The project, which must be completed within two years, would create at least 25 to 30 construction jobs and 12 new health-care positions -- and expand access to primary medicine to an additional 2,000 Chittenden County residents. The health center serves nearly 13,000 patients.
The Community Health Center of Burlington was among 600 applicants that proposed $3 billion worth of projects -- all competing for shares of a $500 million pot in federal stimulus dollars earmarked for the network of federally supported community health centers. These centers provide medical services in locations where residents lack access to affordable care. Eighty-five health centers won expansion grants.
The health center in Burlington must raise $400,000 for the project, which has an $11.3 million price tag.
"It is a good day for primary health care," said Sen. Bernie Sanders, I-Vt., who earlier stood on a stage at the White House as President Barack Obama announced the funding.

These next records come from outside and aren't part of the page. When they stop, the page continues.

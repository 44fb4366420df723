//! Scan orchestration: lifecycle of the fast and slow loops.
//!
//! [`Orchestrator`] owns the [`SnapshotStore`], both scanners, and the
//! cancellation token that stops them. It is the single entry point the HTTP
//! layer talks to.
//!
//! ```rust,no_run
//! use wible_core::{Orchestrator, WibleConfig};
//!
//! # async fn run() -> wible_core::Result<()> {
//! let config = WibleConfig::load()?;
//! let orchestrator = Orchestrator::from_config(&config);
//! orchestrator.start().await?;
//!
//! let snapshot = orchestrator.snapshot().await;
//! println!("{} networks, {} rogue", snapshot.wifi.len(), snapshot.rogue_aps.len());
//!
//! orchestrator.shutdown().await;
//! # Ok(())
//! # }
//! ```

use std::sync::{Arc, Mutex, MutexGuard, PoisonError};
use std::time::Duration;

use chrono::{DateTime, Utc};
use serde::{Deserialize, Serialize};
use tokio::runtime::Handle;
use tokio::task::JoinHandle;
use tokio_util::sync::CancellationToken;
use tracing::{debug, info, warn, Instrument};
use utoipa::ToSchema;
use uuid::Uuid;

use crate::config::{ScanConfig, WibleConfig};
use crate::error::{Result, WibleError};
use crate::probe::{BleProbe, HttpSpeedProbe, SpeedProbe, SystemWifiProbe, WifiProbe};
use crate::rogue::Baseline;
use crate::scan::{FastScanner, ScanCounters, ScanStats, SlowScanner};
use crate::store::SnapshotStore;
use crate::types::Snapshot;

/// The probes an [`Orchestrator`] drives.
#[derive(Clone)]
pub struct Probes {
    /// Wi-Fi lister.
    pub wifi: Arc<dyn WifiProbe>,
    /// BLE discoverer.
    pub ble: Arc<dyn BleProbe>,
    /// Speed tester. `None` disables the slow loop.
    pub speed: Option<Arc<dyn SpeedProbe>>,
}

impl Probes {
    /// The host's real probes, selected from `config`.
    #[must_use]
    pub fn system(config: &WibleConfig) -> Self {
        let speed = if config.scan.speed_test_enabled {
            match HttpSpeedProbe::new(config.speed_test.clone()) {
                Ok(probe) => Some(Arc::new(probe) as Arc<dyn SpeedProbe>),
                Err(e) => {
                    warn!(error = %e, "Speed test disabled");
                    None
                }
            }
        } else {
            None
        };

        Self {
            wifi: Arc::new(SystemWifiProbe::from_config(&config.wifi)),
            ble: system_ble_probe(),
            speed,
        }
    }
}

#[cfg(feature = "bluetooth")]
fn system_ble_probe() -> Arc<dyn BleProbe> {
    Arc::new(crate::probe::BluerBleProbe)
}

#[cfg(not(feature = "bluetooth"))]
fn system_ble_probe() -> Arc<dyn BleProbe> {
    Arc::new(crate::probe::UnsupportedBleProbe)
}

/// Where an [`Orchestrator`] is in its life.
#[derive(Debug, Clone, Copy, PartialEq, Eq, Serialize, Deserialize, ToSchema)]
#[serde(rename_all = "snake_case")]
pub enum Lifecycle {
    /// Constructed, loops not spawned yet.
    NotStarted,
    /// Loops running.
    Running,
    /// Shut down. Cannot be restarted.
    Stopped,
}

/// Acknowledgement of an out-of-cycle rescan.
///
/// Requests made while a rescan is still running get that rescan's ack.
#[derive(Debug, Clone, Copy, PartialEq, Eq, Serialize, Deserialize, ToSchema)]
pub struct RescanAck {
    /// Correlates the request with the rescan's log lines.
    pub id: Uuid,
    /// When the rescan was requested.
    pub requested_at: DateTime<Utc>,
}

struct LoopState {
    lifecycle: Lifecycle,
    handles: Vec<JoinHandle<()>>,
}

type RescanSlot = Arc<Mutex<Option<RescanAck>>>;

/// Frees the rescan slot when the rescan task ends, however it ends.
struct InFlightRescan(RescanSlot);

impl Drop for InFlightRescan {
    fn drop(&mut self) {
        *self.0.lock().unwrap_or_else(PoisonError::into_inner) = None;
    }
}

/// Drives the fast and slow scan loops over a shared snapshot store.
pub struct Orchestrator {
    store: Arc<SnapshotStore>,
    stats: Arc<ScanStats>,
    fast: Arc<FastScanner>,
    slow: Option<Arc<SlowScanner>>,
    fast_interval: Duration,
    slow_interval: Duration,
    cancel: CancellationToken,
    state: Mutex<LoopState>,
    rescan: RescanSlot,
}

impl Orchestrator {
    /// Build an orchestrator around `probes`.
    ///
    /// The speed probe is ignored when `config.speed_test_enabled` is off.
    #[must_use]
    pub fn new(config: &ScanConfig, probes: Probes) -> Self {
        let store = Arc::new(SnapshotStore::new());
        let stats = Arc::new(ScanStats::default());

        let fast = Arc::new(FastScanner::new(
            probes.wifi,
            probes.ble,
            Arc::clone(&store),
            Arc::clone(&stats),
            config,
        ));
        let slow = probes
            .speed
            .filter(|_| config.speed_test_enabled)
            .map(|speed| {
                Arc::new(SlowScanner::new(
                    speed,
                    Arc::clone(&store),
                    Arc::clone(&stats),
                    config.speed_test_timeout(),
                ))
            });

        Self {
            store,
            stats,
            fast,
            slow,
            fast_interval: config.fast_interval(),
            slow_interval: config.slow_interval(),
            cancel: CancellationToken::new(),
            state: Mutex::new(LoopState {
                lifecycle: Lifecycle::NotStarted,
                handles: Vec::new(),
            }),
            rescan: Arc::new(Mutex::new(None)),
        }
    }

    /// Build an orchestrator with the host's real probes.
    #[must_use]
    pub fn from_config(config: &WibleConfig) -> Self {
        Self::new(&config.scan, Probes::system(config))
    }

    fn state(&self) -> MutexGuard<'_, LoopState> {
        self.state.lock().unwrap_or_else(PoisonError::into_inner)
    }

    /// Run one fast cycle, then spawn the periodic loops.
    ///
    /// When this returns, the snapshot already holds a Wi-Fi/BLE scan. The
    /// first speed test runs in the background.
    ///
    /// # Errors
    ///
    /// - [`WibleError::AlreadyStarted`] if called more than once
    /// - [`WibleError::RuntimeUnavailable`] outside a Tokio runtime
    pub async fn start(&self) -> Result<()> {
        let runtime = Handle::try_current().map_err(|_| WibleError::RuntimeUnavailable)?;

        {
            let mut state = self.state();
            if state.lifecycle != Lifecycle::NotStarted {
                return Err(WibleError::AlreadyStarted);
            }
            state.lifecycle = Lifecycle::Running;
        }

        info!(
            fast_interval_secs = self.fast_interval.as_secs(),
            slow_interval_secs = self.slow_interval.as_secs(),
            speed_test = self.slow.is_some(),
            "Starting scan loops"
        );

        self.fast.run_cycle().await;

        let mut handles = vec![runtime.spawn(
            Arc::clone(&self.fast).run(self.fast_interval, self.cancel.child_token()),
        )];
        if let Some(slow) = &self.slow {
            handles.push(runtime.spawn(
                Arc::clone(slow).run(self.slow_interval, self.cancel.child_token()),
            ));
        }

        let mut state = self.state();
        if state.lifecycle == Lifecycle::Running {
            state.handles = handles;
        } else {
            // shut down while the initial cycle was running
            self.cancel.cancel();
        }
        Ok(())
    }

    /// The latest snapshot. Never blocks on a scan in progress.
    pub async fn snapshot(&self) -> Arc<Snapshot> {
        self.store.read().await
    }

    /// The rogue-detection baseline.
    pub async fn baseline(&self) -> Baseline {
        self.store.baseline().await
    }

    /// Scan counters so far.
    #[must_use]
    pub fn stats(&self) -> ScanCounters {
        self.stats.counters()
    }

    /// Current lifecycle state.
    #[must_use]
    pub fn lifecycle(&self) -> Lifecycle {
        self.state().lifecycle
    }

    /// Whether the slow loop exists.
    #[must_use]
    pub const fn speed_test_enabled(&self) -> bool {
        self.slow.is_some()
    }

    /// Whether BLE is probed on the next fast cycle.
    #[must_use]
    pub fn ble_capable(&self) -> bool {
        self.fast.ble_capable()
    }

    /// Fast loop interval.
    #[must_use]
    pub const fn fast_interval(&self) -> Duration {
        self.fast_interval
    }

    /// Slow loop interval.
    #[must_use]
    pub const fn slow_interval(&self) -> Duration {
        self.slow_interval
    }

    /// Start a fast cycle now, outside the regular schedule.
    ///
    /// Returns as soon as the cycle is spawned. If it overlaps a scheduled
    /// cycle, whichever started later wins. While a triggered cycle is still
    /// running, further requests join it and get its ack.
    ///
    /// # Errors
    ///
    /// [`WibleError::NotRunning`] unless the loops are running.
    pub fn trigger_rescan(&self) -> Result<RescanAck> {
        if self.lifecycle() != Lifecycle::Running {
            return Err(WibleError::NotRunning);
        }
        let runtime = Handle::try_current().map_err(|_| WibleError::RuntimeUnavailable)?;

        let mut slot = self.rescan.lock().unwrap_or_else(PoisonError::into_inner);
        if let Some(ack) = *slot {
            debug!(rescan_id = %ack.id, "Rescan already running, joining it");
            return Ok(ack);
        }

        let ack = RescanAck {
            id: Uuid::now_v7(),
            requested_at: Utc::now(),
        };
        *slot = Some(ack);
        drop(slot);
        self.stats.record_rescan();
        info!(rescan_id = %ack.id, "Rescan requested");

        let in_flight = InFlightRescan(Arc::clone(&self.rescan));
        let fast = Arc::clone(&self.fast);
        let cancel = self.cancel.child_token();
        let span = tracing::info_span!("rescan", rescan_id = %ack.id);
        runtime.spawn(
            async move {
                let _in_flight = in_flight;
                tokio::select! {
                    () = cancel.cancelled() => {}
                    _ = fast.run_cycle() => {}
                }
            }
            .instrument(span),
        );

        Ok(ack)
    }

    /// Stop both loops and wait for them to exit.
    ///
    /// A cycle in flight finishes first. Calling this again is a no-op.
    pub async fn shutdown(&self) {
        let handles = {
            let mut state = self.state();
            if state.lifecycle == Lifecycle::Stopped {
                return;
            }
            state.lifecycle = Lifecycle::Stopped;
            std::mem::take(&mut state.handles)
        };

        self.cancel.cancel();
        for handle in handles {
            if let Err(e) = handle.await {
                warn!(error = %e, "Scan loop ended abnormally");
            }
        }
        info!("Scan loops stopped");
    }
}

impl Drop for Orchestrator {
    fn drop(&mut self) {
        self.cancel.cancel();
    }
}
//! Application configuration management.
//!
//! Configuration is layered:
//!
//! 1. Built-in defaults
//! 2. An optional TOML file (`WIBLE_CONFIG`, else the platform default path)
//! 3. Environment overrides of the form `WIBLE__SCAN__FAST_INTERVAL_SECS=5`
//!
//! Every section uses `#[serde(default)]`, so a file only needs the keys it
//! changes.

use std::path::{Path, PathBuf};
use std::time::Duration;

use once_cell::sync::Lazy;
use regex::Regex;
use serde::{Deserialize, Serialize};
use thiserror::Error;

/// Environment variable naming an explicit configuration file.
pub const CONFIG_PATH_ENV: &str = "WIBLE_CONFIG";

/// Prefix for environment overrides.
pub const ENV_PREFIX: &str = "WIBLE";

/// Largest accepted speed-test upload payload (64 MiB).
pub const MAX_UPLOAD_BYTES: usize = 64 * 1024 * 1024;

static HTTP_URL: Lazy<Regex> =
    Lazy::new(|| Regex::new(r"^https?://[^\s/]+(/\S*)?$").expect("valid URL regex"));
static INTERFACE_NAME: Lazy<Regex> =
    Lazy::new(|| Regex::new(r"^[A-Za-z0-9_.:-]{1,15}$").expect("valid interface regex"));

// ============================================================================
// Errors
// ============================================================================

/// Errors raised while loading or validating configuration.
#[derive(Debug, Error)]
pub enum ConfigError {
    /// An explicitly requested configuration file does not exist.
    #[error("Configuration file not found: {}", .0.display())]
    NotFound(PathBuf),

    /// The layered configuration could not be parsed or deserialized.
    #[error("Failed to parse configuration: {0}")]
    ParseError(String),

    /// The configuration could not be serialized back to TOML.
    #[error("Failed to serialize configuration: {0}")]
    SerializeError(#[from] toml::ser::Error),

    /// One field holds an invalid value.
    #[error("Invalid value for '{field}': {message}")]
    ValidationError {
        /// Dotted path of the field.
        field: String,
        /// What is wrong with it.
        message: String,
    },

    /// Several fields hold invalid values.
    #[error("Configuration has {} validation errors", .0.len())]
    MultipleValidationErrors(Vec<ConfigError>),
}

impl From<config::ConfigError> for ConfigError {
    fn from(err: config::ConfigError) -> Self {
        Self::ParseError(err.to_string())
    }
}

/// Result type for configuration operations.
pub type ConfigResult<T> = std::result::Result<T, ConfigError>;

// ============================================================================
// Sections
// ============================================================================

/// Main application configuration.
#[derive(Debug, Clone, Default, PartialEq, Eq, Serialize, Deserialize)]
#[serde(default)]
pub struct WibleConfig {
    /// Scan cadence and probe budgets.
    pub scan: ScanConfig,

    /// Wi-Fi probe selection.
    pub wifi: WifiConfig,

    /// Speed-test endpoints.
    pub speed_test: SpeedTestConfig,

    /// HTTP server settings.
    pub server: ServerConfig,
}

/// Scan cadence and probe time budgets.
#[derive(Debug, Clone, PartialEq, Eq, Serialize, Deserialize)]
#[serde(default)]
pub struct ScanConfig {
    /// Delay between fast (Wi-Fi + BLE) scans.
    pub fast_interval_secs: u64,

    /// Delay between speed tests.
    pub slow_interval_secs: u64,

    /// Budget for one Wi-Fi listing.
    pub wifi_timeout_secs: u64,

    /// How long BLE discovery listens.
    pub ble_discovery_timeout_secs: u64,

    /// Whether the speed-test loop runs at all.
    pub speed_test_enabled: bool,

    /// Budget for one speed test.
    pub speed_test_timeout_secs: u64,
}

impl Default for ScanConfig {
    fn default() -> Self {
        Self {
            fast_interval_secs: 10,
            slow_interval_secs: 15,
            wifi_timeout_secs: 10,
            ble_discovery_timeout_secs: 6,
            speed_test_enabled: true,
            speed_test_timeout_secs: 60,
        }
    }
}

impl ScanConfig {
    /// Fast loop interval.
    #[must_use]
    pub const fn fast_interval(&self) -> Duration {
        Duration::from_secs(self.fast_interval_secs)
    }

    /// Slow loop interval.
    #[must_use]
    pub const fn slow_interval(&self) -> Duration {
        Duration::from_secs(self.slow_interval_secs)
    }

    /// Wi-Fi listing budget.
    #[must_use]
    pub const fn wifi_timeout(&self) -> Duration {
        Duration::from_secs(self.wifi_timeout_secs)
    }

    /// BLE discovery window.
    #[must_use]
    pub const fn ble_discovery_timeout(&self) -> Duration {
        Duration::from_secs(self.ble_discovery_timeout_secs)
    }

    /// Speed-test budget.
    #[must_use]
    pub const fn speed_test_timeout(&self) -> Duration {
        Duration::from_secs(self.speed_test_timeout_secs)
    }
}

/// Which tool lists Wi-Fi networks.
#[derive(Debug, Clone, Copy, Default, PartialEq, Eq, Serialize, Deserialize)]
#[serde(rename_all = "lowercase")]
pub enum WifiBackend {
    /// `netsh` on Windows, `nmcli` elsewhere.
    #[default]
    Auto,
    /// `netsh wlan`.
    Netsh,
    /// NetworkManager `nmcli`.
    Nmcli,
}

/// Wi-Fi probe selection.
#[derive(Debug, Clone, Default, PartialEq, Eq, Serialize, Deserialize)]
#[serde(default)]
pub struct WifiConfig {
    /// Listing backend.
    pub backend: WifiBackend,

    /// Restrict listing to one interface (nmcli only).
    pub interface: Option<String>,
}

/// Speed-test endpoints.
#[derive(Debug, Clone, PartialEq, Eq, Serialize, Deserialize)]
#[serde(default)]
pub struct SpeedTestConfig {
    /// Small resource timed for latency.
    pub ping_url: String,

    /// Resource downloaded to measure download throughput.
    pub download_url: String,

    /// Endpoint accepting a POST body to measure upload throughput.
    pub upload_url: String,

    /// Size of the upload body in bytes.
    pub upload_bytes: usize,
}

impl Default for SpeedTestConfig {
    fn default() -> Self {
        Self {
            ping_url: "https://speed.cloudflare.com/__down?bytes=0".to_string(),
            download_url: "https://speed.cloudflare.com/__down?bytes=10000000".to_string(),
            upload_url: "https://speed.cloudflare.com/__up".to_string(),
            upload_bytes: 2_000_000,
        }
    }
}

/// HTTP server settings.
#[derive(Debug, Clone, PartialEq, Eq, Serialize, Deserialize)]
#[serde(default)]
pub struct ServerConfig {
    /// Address to bind.
    pub host: String,

    /// Port to bind.
    pub port: u16,

    /// JSON file logging instead of pretty stdout logging.
    pub production: bool,
}

impl Default for ServerConfig {
    fn default() -> Self {
        Self {
            host: "0.0.0.0".to_string(),
            port: 5000,
            production: false,
        }
    }
}

// ============================================================================
// Loading
// ============================================================================

impl WibleConfig {
    /// Load configuration from the default locations and the environment.
    ///
    /// If `WIBLE_CONFIG` is set the file it names must exist; otherwise the
    /// platform default file is used when present.
    ///
    /// # Errors
    ///
    /// Returns an error if the file cannot be parsed or validation fails.
    pub fn load() -> ConfigResult<Self> {
        match std::env::var_os(CONFIG_PATH_ENV) {
            Some(path) => Self::load_from(Some(Path::new(&path)), true),
            None => Self::load_from(default_config_path().as_deref(), false),
        }
    }

    /// Load configuration from `path` (if any) plus environment overrides.
    ///
    /// # Errors
    ///
    /// Returns [`ConfigError::NotFound`] if `required` and the file is
    /// missing, a parse error for malformed input, or validation errors.
    pub fn load_from(path: Option<&Path>, required: bool) -> ConfigResult<Self> {
        Self::load_layered(path, required, None)
    }

    /// Layered load. `env` replaces the process environment when given.
    fn load_layered(
        path: Option<&Path>,
        required: bool,
        env: Option<config::Map<String, String>>,
    ) -> ConfigResult<Self> {
        let mut builder = config::Config::builder();

        if let Some(path) = path {
            if required && !path.exists() {
                return Err(ConfigError::NotFound(path.to_path_buf()));
            }
            builder = builder.add_source(
                config::File::from(path)
                    .format(config::FileFormat::Toml)
                    .required(required),
            );
        }

        let loaded: Self = builder
            .add_source(
                config::Environment::with_prefix(ENV_PREFIX)
                    .prefix_separator("__")
                    .separator("__")
                    .try_parsing(true)
                    .source(env),
            )
            .build()?
            .try_deserialize()?;

        loaded.validate()?;
        Ok(loaded)
    }

    /// Parse configuration from a TOML string (no environment overrides).
    ///
    /// # Errors
    ///
    /// Returns a parse error for malformed input or validation errors.
    pub fn from_toml_str(content: &str) -> ConfigResult<Self> {
        let loaded: Self = config::Config::builder()
            .add_source(config::File::from_str(content, config::FileFormat::Toml))
            .build()?
            .try_deserialize()?;
        loaded.validate()?;
        Ok(loaded)
    }

    /// Serialize the effective configuration as TOML.
    ///
    /// # Errors
    ///
    /// Returns [`ConfigError::SerializeError`] if serialization fails.
    pub fn to_toml_string(&self) -> ConfigResult<String> {
        Ok(toml::to_string_pretty(self)?)
    }

    /// Check every field, collecting all violations.
    ///
    /// # Errors
    ///
    /// Returns the single violation, or [`ConfigError::MultipleValidationErrors`].
    pub fn validate(&self) -> ConfigResult<()> {
        let mut errors = Vec::new();

        let durations = [
            ("scan.fast_interval_secs", self.scan.fast_interval_secs),
            ("scan.slow_interval_secs", self.scan.slow_interval_secs),
            ("scan.wifi_timeout_secs", self.scan.wifi_timeout_secs),
            (
                "scan.ble_discovery_timeout_secs",
                self.scan.ble_discovery_timeout_secs,
            ),
            (
                "scan.speed_test_timeout_secs",
                self.scan.speed_test_timeout_secs,
            ),
        ];
        for (field, secs) in durations {
            if secs == 0 {
                errors.push(invalid(field, "must be at least 1 second"));
            }
        }

        if let Some(interface) = &self.wifi.interface {
            if !INTERFACE_NAME.is_match(interface) {
                errors.push(invalid(
                    "wifi.interface",
                    format!("'{interface}' is not a valid interface name"),
                ));
            }
        }

        let urls = [
            ("speed_test.ping_url", &self.speed_test.ping_url),
            ("speed_test.download_url", &self.speed_test.download_url),
            ("speed_test.upload_url", &self.speed_test.upload_url),
        ];
        for (field, url) in urls {
            if !HTTP_URL.is_match(url) {
                errors.push(invalid(field, format!("'{url}' is not an http(s) URL")));
            }
        }

        if self.speed_test.upload_bytes == 0 {
            errors.push(invalid("speed_test.upload_bytes", "must be greater than 0"));
        } else if self.speed_test.upload_bytes > MAX_UPLOAD_BYTES {
            errors.push(invalid(
                "speed_test.upload_bytes",
                format!("must be at most {MAX_UPLOAD_BYTES} bytes"),
            ));
        }

        if self.server.port == 0 {
            errors.push(invalid("server.port", "must be between 1 and 65535"));
        }

        match errors.len() {
            0 => Ok(()),
            1 => Err(errors.remove(0)),
            _ => Err(ConfigError::MultipleValidationErrors(errors)),
        }
    }
}

fn invalid(field: &str, message: impl Into<String>) -> ConfigError {
    ConfigError::ValidationError {
        field: field.to_string(),
        message: message.into(),
    }
}

/// The platform default configuration file.
///
/// On Linux: `/etc/wible/config.toml`. Elsewhere: the user config directory.
#[must_use]
pub fn default_config_path() -> Option<PathBuf> {
    #[cfg(target_os = "linux")]
    {
        Some(PathBuf::from("/etc/wible/config.toml"))
    }
    #[cfg(not(target_os = "linux"))]
    {
        directories::ProjectDirs::from("", "", "wible")
            .map(|dirs| dirs.config_dir().join("config.toml"))
    }
}
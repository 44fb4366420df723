//! # wible-core
//!
//! Scan engine for the wible wireless environment monitor.
//!
//! This crate provides:
//! - Periodic Wi-Fi and BLE scanning behind pluggable probes
//! - Rogue access point detection against a baseline frozen at first scan
//! - Internet speed testing on a separate, slower cadence
//! - A versioned snapshot that readers can fetch without waiting on scans
//!
//! ## Architecture
//!
//! The crate is organized into the following modules:
//!
//! - [`probe`] - Probe traits and the netsh/nmcli, BlueZ and HTTP adapters
//! - [`rogue`] - Baseline capture and set-difference rogue detection
//! - [`store`] - The shared snapshot and its atomic merge operations
//! - [`scan`] - Fast and slow scan loops
//! - [`orchestrator`] - Loop lifecycle, on-demand rescans, snapshot queries
//! - [`config`] - Layered configuration loading and validation
//! - [`error`] - Unified error types for the crate
//! - [`types`] - Shared types and OpenAPI schemas

#![forbid(unsafe_code)]
#![warn(clippy::all, clippy::pedantic, clippy::nursery)]
#![warn(missing_docs)]

pub mod config;
pub mod error;
pub mod orchestrator;
pub mod probe;
pub mod rogue;
pub mod scan;
pub mod store;
pub mod types;

// Re-export primary types for convenience
pub use config::{
    ConfigError, ConfigResult, ScanConfig, ServerConfig, SpeedTestConfig, WibleConfig,
    WifiBackend, WifiConfig,
};
pub use error::{Result, WibleError};
pub use orchestrator::{Lifecycle, Orchestrator, Probes, RescanAck};
pub use probe::{BleProbe, ProbeError, ProbeResult, SpeedProbe, WifiProbe};
pub use rogue::{detect_rogue, Baseline};
pub use scan::ScanCounters;
pub use store::SnapshotStore;
pub use types::{
    BleObservation, InternetStatus, Snapshot, SpeedMeasurement, WifiObservation,
    UNKNOWN_DEVICE_NAME,
};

Sanders introduced a bill several years ago calling for quadrupling funding for the network of "federally qualified health centers" so the number nationwide could grow from 1,300 to 5,200. Then-Sen. Barack Obama, D-Ill., was a co-sponsor of Sanders' bill. Obama acknowledged Sanders' efforts to expand the health-center network Wednesday in his remarks.
Sanders worked to make sure the American Recovery and Reinvestment Act that Congress passed last winter included money to expand health centers. Rep. Peter Welch, D-Vt., who lobbied for the funding in the House, said grants such as the one for the Burlington center fulfill the mission of the stimulus funding by creating jobs and enhancing services to those who might be affected most significantly by the economic downturn.
The ARRA legislation authorized $2 billion for the community health-center network, with much of the money already released to add 126 new centers to the network. A health clinic in Springfield became Vermont's eighth federally qualified health center.
These health centers "are a model for the type of medical home we are trying to create in physician practices," said state House Health Committee Chairman Steve Maier, D-Middlebury.
"Any economic support for an active part of our solution in Vermont is welcome," said Dennise Casey, spokeswoman for Gov. Jim Douglas, a Republican.
The new round of funding supports major construction and renovation with projects that range in cost from $792,000 to $12 million.
The new building will be built on the back of the property on Riverside Avenue, which means care will continue to be offered in the older building out front until the new one is ready, said Jack Donnelly, director of operations. In its current structure, patients receive comprehensive primary care, dental services, free and low-cost prescriptions, counselin,g and interpreter services if they don't speak English.
The new building, which might feature solar energy and a sod roof, will contain 24 exam rooms, up from 18 in the old building; a dozen dental stations, compared with eight now; and seven counseling rooms, compared with the four available now.
Donnelly said he expects to seek bids by late January. Construction would start in the spring.
The health center received another federal stimulus grant earlier in the year: $699,000. Donnelly said this money helped upgrade information technology, renovate a satellite clinic and give a facelift to the clinic's waiting area.
"We had the opportunity to dream about what was possible for our community and our patients," said Grace Gilbert Davis, interim health-center director. "This grant turns dreams into reality for community residents in need of access to affordable health care."